Stored items
.....

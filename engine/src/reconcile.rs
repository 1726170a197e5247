//! Bulk reconciliation of a change set into the index.
//!
//! # Algorithm
//!
//! 1. Turn every upsert into a replace keyed by person id
//! 2. Turn every delete into a delete keyed by person id
//! 3. Submit the whole batch in one bulk call; the index keeps going past
//!    failing operations
//! 4. Fold the per-operation outcomes into a [`ReconcileReport`]
//!
//! Nothing is retried here. A failed operation is reported to the caller and
//! left for the next cycle or for manual follow-up.

use crate::{
    error::Result, BulkAction, BulkOperation, ChangeSet, OperationOutcome, PersonId, SearchIndex,
};
use serde::{Deserialize, Serialize};

/// Reason recorded for an operation the index did not answer.
pub const MISSING_OUTCOME: &str = "no outcome reported by index";

/// A single operation the index rejected.
#[derive(Debug, Clone, PartialEq, Eq, Serialize, Deserialize)]
#[serde(rename_all = "camelCase")]
pub struct OperationFailure {
    pub id: PersonId,
    pub action: BulkAction,
    pub reason: String,
}

/// Result of reconciling one change set.
#[derive(Debug, Clone, Default, PartialEq, Eq, Serialize, Deserialize)]
#[serde(rename_all = "camelCase")]
pub struct ReconcileReport {
    /// Persons considered for replace
    pub upserted: usize,
    /// Documents considered for delete
    pub deleted: usize,
    /// Operations the index applied
    pub succeeded: usize,
    /// Operations the index rejected
    pub failed: usize,
    /// One entry per rejected operation, in submission order
    pub failures: Vec<OperationFailure>,
}

impl ReconcileReport {
    /// True when every submitted operation was applied.
    pub fn is_clean(&self) -> bool {
        self.failed == 0
    }

    /// Ids of rejected operations of the given kind.
    pub fn failed_ids(&self, action: BulkAction) -> impl Iterator<Item = PersonId> + '_ {
        self.failures
            .iter()
            .filter(move |f| f.action == action)
            .map(|f| f.id)
    }
}

/// Turns change sets into bulk batches and applies them.
#[derive(Debug, Clone, Copy, Default)]
pub struct BulkReconciler;

impl BulkReconciler {
    pub fn new() -> Self {
        Self
    }

    /// Build the batch for `change_set`: replaces first, then deletes.
    pub fn plan(&self, change_set: &ChangeSet) -> Vec<BulkOperation> {
        let mut ops = Vec::with_capacity(change_set.len());

        for upsert in &change_set.upserts {
            tracing::debug!(
                id = upsert.id,
                lat = upsert.document.location.lat,
                lon = upsert.document.location.lon,
                "preparing replace"
            );
            ops.push(BulkOperation::Replace {
                id: upsert.id,
                document: upsert.document.clone(),
            });
        }

        for id in &change_set.deletes {
            tracing::debug!(id, "preparing delete");
            ops.push(BulkOperation::Delete { id: *id });
        }

        ops
    }

    /// Apply `change_set` to `index` in one bulk call.
    ///
    /// Only an unreachable index is an error. Operations the index rejects
    /// are counted and listed in the report.
    pub async fn apply<I: SearchIndex>(
        &self,
        index: &I,
        change_set: &ChangeSet,
    ) -> Result<ReconcileReport> {
        let ops = self.plan(change_set);

        if ops.is_empty() {
            tracing::info!("no bulk operations to execute");
            return Ok(ReconcileReport::default());
        }

        let outcomes = index.bulk(&ops).await?;
        let report = Self::summarize(change_set, &ops, outcomes);

        tracing::info!(
            succeeded = report.succeeded,
            failed = report.failed,
            "bulk sync completed"
        );
        for failure in &report.failures {
            tracing::error!(
                id = failure.id,
                action = %failure.action,
                reason = %failure.reason,
                "bulk operation failed"
            );
        }

        Ok(report)
    }

    /// Fold per-operation outcomes into a report.
    ///
    /// Outcomes are matched to operations by position. Operations past the
    /// end of `outcomes` count as failures.
    pub fn summarize(
        change_set: &ChangeSet,
        ops: &[BulkOperation],
        outcomes: Vec<OperationOutcome>,
    ) -> ReconcileReport {
        let mut report = ReconcileReport {
            upserted: change_set.upserts.len(),
            deleted: change_set.deletes.len(),
            ..ReconcileReport::default()
        };

        let mut outcomes = outcomes.into_iter();
        for op in ops {
            let outcome = outcomes
                .next()
                .unwrap_or_else(|| OperationOutcome::failed(op, MISSING_OUTCOME));

            match outcome.error {
                None => report.succeeded += 1,
                Some(reason) => {
                    report.failed += 1;
                    report.failures.push(OperationFailure {
                        id: op.id(),
                        action: op.action(),
                        reason,
                    });
                }
            }
        }

        report
    }
}
//! Request handlers for sync, search and data generation.

mod generate;
mod search;
mod sync;

pub use generate::*;
pub use search::*;
pub use sync::*;
//! Search handler - text or proximity queries over the index.

use crate::error::Result;
use crate::Engine;
use geolab_engine::{SearchHit, SearchQuery};
use serde::{Deserialize, Serialize};

/// Query parameters for search.
#[derive(Debug, Default, Deserialize)]
pub struct SearchParams {
    /// Text matched against last name and address
    pub q: Option<String>,
    pub lat: Option<f64>,
    pub lon: Option<f64>,
    /// Radius in meters around `lat`/`lon`
    pub radius: Option<u32>,
}

impl SearchParams {
    /// Validate the parameters into a query.
    pub fn to_query(&self) -> geolab_engine::error::Result<SearchQuery> {
        SearchQuery::from_params(self.q.as_deref(), self.lat, self.lon, self.radius)
    }
}

/// Response for search.
#[derive(Debug, Serialize)]
pub struct SearchResponse {
    pub results: Vec<SearchHit>,
}

/// Run a search against the index.
pub async fn handle_search(engine: &Engine, params: SearchParams) -> Result<SearchResponse> {
    let query = params.to_query()?;
    let results = engine.search(&query).await?;

    tracing::debug!(?query, hits = results.len(), "search");

    Ok(SearchResponse { results })
}
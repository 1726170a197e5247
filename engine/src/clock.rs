//! Wall clocks for stamping cycle starts and record modifications.
//!
//! The engine never calls `Utc::now()` directly. It asks a [`Clock`], so tests
//! can pin time with a [`ManualClock`] and reason about exact watermarks.

use crate::Timestamp;
use chrono::{DateTime, Duration, TimeZone, Utc};
use std::sync::{Arc, Mutex};

/// A source of the current instant.
pub trait Clock: Send + Sync {
    /// The current instant, timezone-aware (UTC).
    fn now(&self) -> Timestamp;
}

impl<C: Clock + ?Sized> Clock for Arc<C> {
    fn now(&self) -> Timestamp {
        (**self).now()
    }
}

/// The system wall clock.
#[derive(Debug, Clone, Copy, Default)]
pub struct SystemClock;

impl Clock for SystemClock {
    fn now(&self) -> Timestamp {
        Utc::now()
    }
}

/// A clock that only moves when told to.
#[derive(Debug)]
pub struct ManualClock {
    now: Mutex<Timestamp>,
}

impl ManualClock {
    /// Create a clock pinned at `at`.
    pub fn at(at: Timestamp) -> Self {
        Self { now: Mutex::new(at) }
    }

    /// Create a clock pinned at `millis` milliseconds after the Unix epoch.
    pub fn from_millis(millis: i64) -> Self {
        Self::at(millis_to_timestamp(millis))
    }

    /// Move the clock to `at`. Moving backwards is allowed.
    pub fn set(&self, at: Timestamp) {
        *self.lock() = at;
    }

    /// Move the clock forward by `millis` milliseconds.
    pub fn advance_millis(&self, millis: i64) {
        self.advance(Duration::milliseconds(millis));
    }

    /// Move the clock by `by`.
    pub fn advance(&self, by: Duration) {
        let mut now = self.lock();
        *now += by;
    }

    fn lock(&self) -> std::sync::MutexGuard<'_, Timestamp> {
        // A poisoned clock still holds a valid instant.
        self.now.lock().unwrap_or_else(|poisoned| poisoned.into_inner())
    }
}

impl Clock for ManualClock {
    fn now(&self) -> Timestamp {
        *self.lock()
    }
}

/// The Unix epoch; the watermark of a store that was never synchronized.
pub fn epoch() -> Timestamp {
    DateTime::<Utc>::UNIX_EPOCH
}

/// Convert milliseconds since the Unix epoch, saturating at the epoch for
/// values chrono cannot represent.
pub fn millis_to_timestamp(millis: i64) -> Timestamp {
    Utc.timestamp_millis_opt(millis).single().unwrap_or_else(epoch)
}
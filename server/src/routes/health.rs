//! Health check endpoint.

use axum::{extract::State, http::StatusCode, routing::get, Json, Router};
use serde::Serialize;

use crate::elastic::ClusterInfo;
use crate::AppState;

/// Health check response.
#[derive(Serialize)]
#[serde(untagged)]
pub enum HealthResponse {
    Ok {
        status: &'static str,
        version: &'static str,
        elasticsearch: ClusterInfo,
    },
    Error {
        status: &'static str,
        error: String,
    },
}

/// Create health routes.
pub fn routes() -> Router<AppState> {
    Router::new()
        .route("/health", get(health_check))
        .route("/", get(root))
}

/// Health check handler; healthy when the index answers.
async fn health_check(State(state): State<AppState>) -> (StatusCode, Json<HealthResponse>) {
    match state.engine.index().info().await {
        Ok(info) => (
            StatusCode::OK,
            Json(HealthResponse::Ok {
                status: "ok",
                version: env!("CARGO_PKG_VERSION"),
                elasticsearch: info,
            }),
        ),
        Err(e) => {
            tracing::warn!("health check failed: {}", e);
            (
                StatusCode::INTERNAL_SERVER_ERROR,
                Json(HealthResponse::Error {
                    status: "error",
                    error: e.to_string(),
                }),
            )
        }
    }
}

/// Root handler.
async fn root() -> &'static str {
    "Geolab Sync Server"
}
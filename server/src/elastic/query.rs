//! Search and scroll request bodies, and their responses.

use geolab_engine::search::TEXT_FIELDS;
use geolab_engine::{record::parse_document_key, PersonDocument, SearchHit, SearchQuery};
use serde::Deserialize;
use serde_json::{json, Value};

/// Documents fetched per scroll page when listing ids.
pub const SCROLL_PAGE_SIZE: usize = 1000;

/// How long the index keeps a scroll context alive between pages.
pub const SCROLL_KEEP_ALIVE: &str = "1m";

/// Build the `_search` body for `query`.
pub fn search_body(query: &SearchQuery, limit: usize) -> Value {
    let query = match query {
        SearchQuery::Text { term } => json!({
            "query_string": {
                "query": SearchQuery::wildcard_pattern(term),
                "fields": TEXT_FIELDS,
                "default_operator": "AND"
            }
        }),
        SearchQuery::Geo { center, radius_m } => json!({
            "geo_distance": {
                "distance": format!("{radius_m}m"),
                "location": {"lat": center.lat, "lon": center.lon}
            }
        }),
    };

    json!({ "size": limit, "query": query })
}

/// First page of an id-only scroll over the whole index.
pub fn scroll_start_body() -> Value {
    json!({
        "size": SCROLL_PAGE_SIZE,
        "_source": false,
        "sort": ["_doc"],
        "query": {"match_all": {}}
    })
}

/// Follow-up page request for `scroll_id`.
pub fn scroll_next_body(scroll_id: &str) -> Value {
    json!({ "scroll": SCROLL_KEEP_ALIVE, "scroll_id": scroll_id })
}

/// `_search` response body; `_source` is absent on id-only pages.
#[derive(Debug, Deserialize)]
pub struct SearchResponse<T = Value> {
    #[serde(rename = "_scroll_id", default)]
    pub scroll_id: Option<String>,
    pub hits: Hits<T>,
}

#[derive(Debug, Deserialize)]
pub struct Hits<T> {
    #[serde(default = "Vec::new")]
    pub hits: Vec<Hit<T>>,
}

#[derive(Debug, Deserialize)]
pub struct Hit<T> {
    #[serde(rename = "_id")]
    pub id: String,
    #[serde(rename = "_source")]
    pub source: Option<T>,
}

impl SearchResponse<PersonDocument> {
    /// Turn hits into search results, skipping any whose key is not a person
    /// id or that carry no source.
    pub fn into_search_hits(self) -> Vec<SearchHit> {
        self.hits
            .hits
            .into_iter()
            .filter_map(|hit| {
                let id = parse_document_key(&hit.id)?;
                Some(SearchHit {
                    id,
                    document: hit.source?,
                })
            })
            .collect()
    }
}

impl<T> SearchResponse<T> {
    /// Document keys on this page.
    pub fn keys(&self) -> impl Iterator<Item = &str> {
        self.hits.hits.iter().map(|hit| hit.id.as_str())
    }

    pub fn is_empty(&self) -> bool {
        self.hits.hits.is_empty()
    }
}
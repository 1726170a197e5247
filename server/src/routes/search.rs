//! Search endpoint routes.

use axum::{
    extract::{Query, State},
    routing::get,
    Json, Router,
};

use crate::error::Result;
use crate::handlers::{handle_search, SearchParams, SearchResponse};
use crate::AppState;

/// Create search routes.
pub fn routes() -> Router<AppState> {
    Router::new().route("/search", get(search_handler))
}

/// GET /search - Text or proximity search.
async fn search_handler(
    State(state): State<AppState>,
    Query(params): Query<SearchParams>,
) -> Result<Json<SearchResponse>> {
    let response = handle_search(&state.engine, params).await?;
    Ok(Json(response))
}
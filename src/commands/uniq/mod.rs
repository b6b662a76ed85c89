// src/commands/uniq/mod.rs
use async_trait::async_trait;
use crate::commands::{Command, CommandContext, CommandResult};

pub struct UniqCommand;

#[async_trait]
impl Command for UniqCommand {
    fn name(&self) -> &'static str {
        "uniq"
    }

    async fn execute(&self, ctx: CommandContext) -> CommandResult {
        if ctx.args.iter().any(|a| a == "--help") {
            return CommandResult::success(
                "Usage: uniq [OPTION]... [INPUT [OUTPUT]]\n\n\
                 Filter adjacent matching lines from INPUT (or stdin).\n\n\
                 Options:\n\
                   -c, --count          prefix lines by the number of occurrences\n\
                   -d, --repeated       only print duplicate lines, one for each group\n\
                   -u, --unique         only print unique lines\n\
                   -i, --ignore-case    ignore differences in case when comparing\n\
                       --help           display this help and exit\n"
                    .to_string(),
            );
        }

        let mut count = false;
        let mut repeated = false;
        let mut unique = false;
        let mut ignore_case = false;
        let mut files: Vec<String> = Vec::new();

        for arg in &ctx.args {
            match arg.as_str() {
                "-c" | "--count" => count = true,
                "-d" | "--repeated" => repeated = true,
                "-u" | "--unique" => unique = true,
                "-i" | "--ignore-case" => ignore_case = true,
                _ if !arg.starts_with('-') => files.push(arg.clone()),
                _ => {}
            }
        }

        let input = if files.is_empty() || files[0] == "-" {
            ctx.stdin.clone()
        } else {
            let path = ctx.fs.resolve_path(&ctx.cwd, &files[0]);
            match ctx.fs.read_file(&path).await {
                Ok(c) => c,
                Err(_) => {
                    return CommandResult::error(format!(
                        "uniq: {}: No such file or directory\n",
                        files[0]
                    ));
                }
            }
        };

        if input.is_empty() {
            return CommandResult::success(String::new());
        }

        let lines: Vec<&str> = input.lines().collect();
        if lines.is_empty() {
            return CommandResult::success(String::new());
        }

        // Group adjacent identical lines
        let mut groups: Vec<(usize, &str)> = Vec::new();
        for line in &lines {
            if let Some(last) = groups.last_mut() {
                let matches = if ignore_case {
                    last.1.eq_ignore_ascii_case(line)
                } else {
                    last.1 == *line
                };
                if matches {
                    last.0 += 1;
                    continue;
                }
            }
            groups.push((1, line));
        }

        let mut output = String::new();
        for (cnt, line) in &groups {
            let include = if repeated {
                *cnt > 1
            } else if unique {
                *cnt == 1
            } else {
                true
            };

            if include {
                if count {
                    output.push_str(&format!("{:>7} {}\n", cnt, line));
                } else {
                    output.push_str(line);
                    output.push('\n');
                }
            }
        }

        CommandResult::success(output)
    }
}

#[cfg(test)]
mod tests {
    use super::*;
    use crate::fs::InMemoryFs;
    use crate::fs::types::FileSystem;
    use std::collections::HashMap;
    use std::sync::Arc;

    async fn make_ctx(
        args: Vec<&str>,
        stdin: &str,
        files: Vec<(&str, &str)>,
    ) -> CommandContext {
        let fs = Arc::new(InMemoryFs::new());
        for (path, content) in files {
            fs.write_file(path, content.as_bytes()).await.unwrap();
        }
        CommandContext {
            args: args.into_iter().map(String::from).collect(),
            stdin: stdin.to_string(),
            cwd: "/".to_string(),
            env: HashMap::new(),
            fs,
            exec_fn: None,
            fetch_fn: None,
        }
    }

    #[tokio::test]
    async fn test_remove_adjacent_duplicates() {
        let ctx = make_ctx(
            vec!["/test.txt"],
            "",
            vec![("/test.txt", "aaa\naaa\nbbb\nccc\nccc\n")],
        )
        .await;
        let result = UniqCommand.execute(ctx).await;
        assert_eq!(result.exit_code, 0);
        assert_eq!(result.stdout, "aaa\nbbb\nccc\n");
    }

    #[tokio::test]
    async fn test_count_with_c() {
        let ctx = make_ctx(
            vec!["-c", "/test.txt"],
            "",
            vec![("/test.txt", "aaa\naaa\naaa\nbbb\nccc\nccc\n")],
        )
        .await;
        let result = UniqCommand.execute(ctx).await;
        assert_eq!(result.exit_code, 0);
        assert!(result.stdout.contains("3 aaa"));
        assert!(result.stdout.contains("1 bbb"));
        assert!(result.stdout.contains("2 ccc"));
    }

    #[tokio::test]
    async fn test_duplicates_only_with_d() {
        let ctx = make_ctx(
            vec!["-d", "/test.txt"],
            "",
            vec![("/test.txt", "aaa\naaa\nbbb\nccc\nccc\n")],
        )
        .await;
        let result = UniqCommand.execute(ctx).await;
        assert_eq!(result.exit_code, 0);
        assert_eq!(result.stdout, "aaa\nccc\n");
    }

    #[tokio::test]
    async fn test_unique_only_with_u() {
        let ctx = make_ctx(
            vec!["-u", "/test.txt"],
            "",
            vec![("/test.txt", "aaa\naaa\nbbb\nccc\nccc\n")],
        )
        .await;
        let result = UniqCommand.execute(ctx).await;
        assert_eq!(result.exit_code, 0);
        assert_eq!(result.stdout, "bbb\n");
    }

    #[tokio::test]
    async fn test_only_adjacent_duplicates() {
        let ctx = make_ctx(
            vec!["/test.txt"],
            "",
            vec![("/test.txt", "aaa\nbbb\naaa\n")],
        )
        .await;
        let result = UniqCommand.execute(ctx).await;
        assert_eq!(result.exit_code, 0);
        assert_eq!(result.stdout, "aaa\nbbb\naaa\n");
    }

    #[tokio::test]
    async fn test_stdin() {
        let ctx = make_ctx(vec![], "hello\nhello\nworld\n", vec![]).await;
        let result = UniqCommand.execute(ctx).await;
        assert_eq!(result.exit_code, 0);
        assert_eq!(result.stdout, "hello\nworld\n");
    }

    #[tokio::test]
    async fn test_case_insensitive_with_i() {
        let ctx = make_ctx(
            vec!["-i", "/test.txt"],
            "",
            vec![("/test.txt", "Hello\nhello\nWorld\n")],
        )
        .await;
        let result = UniqCommand.execute(ctx).await;
        assert_eq!(result.exit_code, 0);
        assert_eq!(result.stdout, "Hello\nWorld\n");
    }

    #[tokio::test]
    async fn test_no_duplicates() {
        let ctx = make_ctx(
            vec!["/test.txt"],
            "",
            vec![("/test.txt", "a\nb\nc\n")],
        )
        .await;
        let result = UniqCommand.execute(ctx).await;
        assert_eq!(result.exit_code, 0);
        assert_eq!(result.stdout, "a\nb\nc\n");
    }

    #[tokio::test]
    async fn test_all_same() {
        let ctx = make_ctx(
            vec!["/test.txt"],
            "",
            vec![("/test.txt", "x\nx\nx\n")],
        )
        .await;
        let result = UniqCommand.execute(ctx).await;
        assert_eq!(result.exit_code, 0);
        assert_eq!(result.stdout, "x\n");
    }

    #[tokio::test]
    async fn test_empty_input() {
        let ctx = make_ctx(vec![], "", vec![]).await;
        let result = UniqCommand.execute(ctx).await;
        assert_eq!(result.exit_code, 0);
        assert_eq!(result.stdout, "");
    }

    #[tokio::test]
    async fn test_nonexistent_file() {
        let ctx = make_ctx(vec!["/nonexistent.txt"], "", vec![]).await;
        let result = UniqCommand.execute(ctx).await;
        assert_ne!(result.exit_code, 0);
    }
}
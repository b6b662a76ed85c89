// src/commands/awk/command.rs
//
// `Command`-trait wrapper over the AWK engine (lexer/parser/interpreter in
// this module) - mirrors how `sed`/`grep` expose a hand-rolled engine as a
// single external command.

use async_trait::async_trait;

use crate::commands::{Command, CommandContext, CommandResult};
use super::context::AwkContext;
use super::interpreter::AwkInterpreter;
use super::parser::parse as parse_program;

pub struct AwkCommand;

#[async_trait]
impl Command for AwkCommand {
    fn name(&self) -> &'static str {
        "awk"
    }

    async fn execute(&self, ctx: CommandContext) -> CommandResult {
        let mut field_sep: Option<String> = None;
        let mut assignments: Vec<(String, String)> = Vec::new();
        let mut program_text: Option<String> = None;
        let mut files: Vec<String> = Vec::new();

        let args = &ctx.args;
        let mut i = 0;
        while i < args.len() {
            let arg = &args[i];
            if program_text.is_none() {
                if arg == "-F" {
                    i += 1;
                    match args.get(i) {
                        Some(v) => field_sep = Some(v.clone()),
                        None => return CommandResult::error("awk: option requires an argument -- 'F'\n".to_string()),
                    }
                } else if let Some(rest) = arg.strip_prefix("-F") {
                    field_sep = Some(rest.to_string());
                } else if arg == "-v" {
                    i += 1;
                    match args.get(i) {
                        Some(v) => {
                            if let Some((k, val)) = v.split_once('=') {
                                assignments.push((k.to_string(), val.to_string()));
                            }
                        }
                        None => return CommandResult::error("awk: option requires an argument -- 'v'\n".to_string()),
                    }
                } else if let Some(rest) = arg.strip_prefix("-v") {
                    if let Some((k, val)) = rest.split_once('=') {
                        assignments.push((k.to_string(), val.to_string()));
                    }
                } else {
                    program_text = Some(arg.clone());
                }
            } else {
                files.push(arg.clone());
            }
            i += 1;
        }

        let program_text = match program_text {
            Some(p) => p,
            None => return CommandResult::error("usage: awk [-F fs][-v var=value] 'prog' [file ...]\n".to_string()),
        };

        let program = match parse_program(&program_text) {
            Ok(p) => p,
            Err(e) => return CommandResult::with_exit_code(String::new(), format!("awk: {}\n", e), 2),
        };

        let mut awk_ctx = match &field_sep {
            Some(fs) => AwkContext::with_fs(fs),
            None => AwkContext::new(),
        };
        for (k, v) in assignments {
            awk_ctx.vars.insert(k, v);
        }
        for (k, v) in &ctx.env {
            awk_ctx.environ.insert(k.clone(), v.clone());
        }

        let input = if files.is_empty() {
            ctx.stdin.clone()
        } else {
            let mut combined = String::new();
            for file in &files {
                let path = ctx.fs.resolve_path(&ctx.cwd, file);
                match ctx.fs.read_file(&path).await {
                    Ok(content) => combined.push_str(&content),
                    Err(e) => return CommandResult::with_exit_code(
                        String::new(),
                        format!("awk: can't open file {}: {}\n", file, e),
                        2,
                    ),
                }
            }
            combined
        };

        let mut interpreter = AwkInterpreter::new(awk_ctx, program);
        interpreter.execute_begin();
        if !interpreter.get_context().should_exit {
            for line in input.lines() {
                interpreter.execute_line(line);
                if interpreter.get_context().should_exit {
                    break;
                }
            }
        }
        interpreter.execute_end();

        CommandResult::with_exit_code(
            interpreter.get_output().to_string(),
            String::new(),
            interpreter.get_exit_code(),
        )
    }
}

#[cfg(test)]
mod tests {
    use super::*;
    use crate::fs::InMemoryFs;
    use std::collections::HashMap;
    use std::sync::Arc;

    fn make_ctx(args: Vec<&str>, stdin: &str) -> CommandContext {
        CommandContext {
            args: args.into_iter().map(String::from).collect(),
            stdin: stdin.to_string(),
            cwd: "/home/user".to_string(),
            env: HashMap::new(),
            fs: Arc::new(InMemoryFs::new()),
            exec_fn: None,
            fetch_fn: None,
        }
    }

    #[tokio::test]
    async fn prints_second_field() {
        let ctx = make_ctx(vec!["{ print $2 }"], "a b c\nd e f\n");
        let result = AwkCommand.execute(ctx).await;
        assert_eq!(result.stdout, "b\ne\n");
        assert_eq!(result.exit_code, 0);
    }

    #[tokio::test]
    async fn respects_custom_field_separator() {
        let ctx = make_ctx(vec!["-F", ":", "{ print $1 }"], "root:x:0\nuser:x:1\n");
        let result = AwkCommand.execute(ctx).await;
        assert_eq!(result.stdout, "root\nuser\n");
    }

    #[tokio::test]
    async fn applies_v_assignment() {
        let ctx = make_ctx(vec!["-v", "greeting=hi", "BEGIN { print greeting }"], "");
        let result = AwkCommand.execute(ctx).await;
        assert_eq!(result.stdout, "hi\n");
    }

    #[tokio::test]
    async fn missing_program_is_an_error() {
        let ctx = make_ctx(vec![], "");
        let result = AwkCommand.execute(ctx).await;
        assert_eq!(result.exit_code, 1);
    }
}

.....

TASK OBJECTIVE
Using the records above, count the lines containing "upserts". Give no words besides the number.

ANSWER AREA
2